Extracted records:
************

//! Fixed-period tick driver using an accumulator pattern.
//!
//! `draw_web()` calls at ~60fps with variable delta. TickDriver converts
//! wall-clock timestamps into a number of whole tick periods elapsed, so
//! passive production is applied once per period regardless of frame rate.
//!
//! The driver has an explicit `start()` / `stop()` lifecycle. While stopped
//! `update()` never yields ticks, so a stopped driver cannot keep feeding the
//! engine after teardown.

pub struct TickDriver {
    /// Milliseconds per tick period (1000ms = one tick per second).
    period_ms: f64,
    /// Upper bound on ticks produced by a single `update()` call.
    max_catch_up: u32,
    /// Accumulated milliseconds not yet consumed as ticks.
    accumulator: f64,
    /// Timestamp of the last update (ms), None before the first frame.
    last_timestamp: Option<f64>,
    running: bool,
    /// Total ticks produced since creation.
    pub total_ticks: u64,
}

impl TickDriver {
    /// Create a stopped driver with the given period and catch-up clamp.
    pub fn new(period_ms: f64, max_catch_up: u32) -> Self {
        Self {
            period_ms: if period_ms > 0.0 { period_ms } else { 1000.0 },
            max_catch_up: max_catch_up.max(1),
            accumulator: 0.0,
            last_timestamp: None,
            running: false,
            total_ticks: 0,
        }
    }

    /// Begin producing ticks. Calling `start()` on a running driver is a no-op.
    pub fn start(&mut self) {
        if self.running {
            return;
        }
        self.running = true;
        self.accumulator = 0.0;
        self.last_timestamp = None;
    }

    /// Stop producing ticks. Returns true only for the call that actually
    /// stopped a running driver, so teardown work can key off it.
    pub fn stop(&mut self) -> bool {
        if !self.running {
            return false;
        }
        self.running = false;
        self.accumulator = 0.0;
        self.last_timestamp = None;
        true
    }

    pub fn is_running(&self) -> bool {
        self.running
    }

    /// Feed a timestamp (from `performance.now()` or similar) and return the
    /// number of whole periods elapsed since the previous call.
    pub fn update(&mut self, now_ms: f64) -> u32 {
        if !self.running || !now_ms.is_finite() {
            return 0;
        }
        let max_delta = self.period_ms * self.max_catch_up as f64;
        let delta = match self.last_timestamp {
            // Clamp to avoid a burst of ticks when a backgrounded tab resumes
            Some(prev) => (now_ms - prev).clamp(0.0, max_delta),
            None => 0.0,
        };
        self.last_timestamp = Some(now_ms);

        self.accumulator += delta;
        let ticks = ((self.accumulator / self.period_ms) as u32).min(self.max_catch_up);
        self.accumulator -= ticks as f64 * self.period_ms;
        self.total_ticks += ticks as u64;
        ticks
    }
}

************

[Try it]: List the lines of the entries that include "update".

[Task response]:
//! `update()` never yields ticks, so a stopped driver cannot keep feeding the
    /// Upper bound on ticks produced by a single `update()` call.
    /// Timestamp of the last update (ms), None before the first frame.
    pub fn update(&mut self, now_ms: f64) -> u32 {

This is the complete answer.